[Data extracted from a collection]
-----

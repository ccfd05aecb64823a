//! Demo rendering through config, CLI and PNG output.

use std::io::Write as _;

use clap::Parser;
use rpidisplay_gfx::config::{self, Family};
use rpidisplay_gfx::demo::{self, Frame};
use rpidisplay_gfx::Cli;

#[test]
fn test_cli_overrides_config_file() {
    let mut file = tempfile::NamedTempFile::new().unwrap();
    writeln!(file, "# panel").unwrap();
    writeln!(file, "resolution = 96x16").unwrap();
    writeln!(file, "family = color").unwrap();
    writeln!(file, "text = 12:30").unwrap();

    let cli = Cli::try_parse_from(["gfxdemo", "--family", "mono", "--res", "64x32"]).unwrap();
    let base = config::load_config(Some(file.path())).unwrap();
    let opts = cli.merge_into_options(base).unwrap();

    assert_eq!(opts.family, Family::Mono);
    assert_eq!((opts.resolution.width, opts.resolution.height), (64, 32));
    assert_eq!(opts.text(), "12:30");
}

#[test]
fn test_mono_png_round_trip() {
    let dir = tempfile::tempdir().unwrap();
    let path = dir.path().join("mono.png");
    let cli = Cli::try_parse_from(["gfxdemo", "--res", "64x32", "--font", "pico"]).unwrap();
    let opts = cli.merge_into_options(config::Options::default()).unwrap();

    let frame = demo::render(&opts).unwrap();
    assert!(matches!(frame, Frame::Mono(_)));
    frame.save_png(&path).unwrap();

    let img = image::open(&path).unwrap().to_luma8();
    assert_eq!(img.dimensions(), (64, 32));
    assert_eq!(img.get_pixel(0, 0).0, [255]);
    assert_eq!(img.get_pixel(32, 1).0, [0]);
}

#[test]
fn test_color_png_round_trip() {
    let dir = tempfile::tempdir().unwrap();
    let path = dir.path().join("color.png");
    let cli = Cli::try_parse_from([
        "gfxdemo",
        "--family",
        "color",
        "--res",
        "160x128",
        "--rotation",
        "90",
    ])
    .unwrap();
    let opts = cli.merge_into_options(config::Options::default()).unwrap();

    let Frame::Color(fb) = demo::render(&opts).unwrap() else {
        panic!("expected a colour frame");
    };
    assert_eq!(fb.logical_size(), (128, 160));
    demo::save_color_png(&fb, &path).unwrap();

    let img = image::open(&path).unwrap().to_rgb8();
    assert_eq!(img.dimensions(), (128, 160));
    assert_eq!(img.get_pixel(0, 0).0, [255, 255, 255]);
}

#[test]
fn test_save_to_missing_directory_fails() {
    let dir = tempfile::tempdir().unwrap();
    let path = dir.path().join("absent").join("frame.png");
    let fb = demo::render_mono(&config::Options::default()).unwrap();
    assert!(demo::save_mono_png(&fb, &path).is_err());
}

-----

• _Work to complete_: Pull every line with the string "path" from the data above.

• _Task output_:
    let base = config::load_config(Some(file.path())).unwrap();
    let path = dir.path().join("mono.png");
    frame.save_png(&path).unwrap();
    let img = image::open(&path).unwrap().to_luma8();
    let path = dir.path().join("color.png");
    demo::save_color_png(&fb, &path).unwrap();
    let img = image::open(&path).unwrap().to_rgb8();
    let path = dir.path().join("absent").join("frame.png");
    assert!(demo::save_mono_png(&fb, &path).is_err());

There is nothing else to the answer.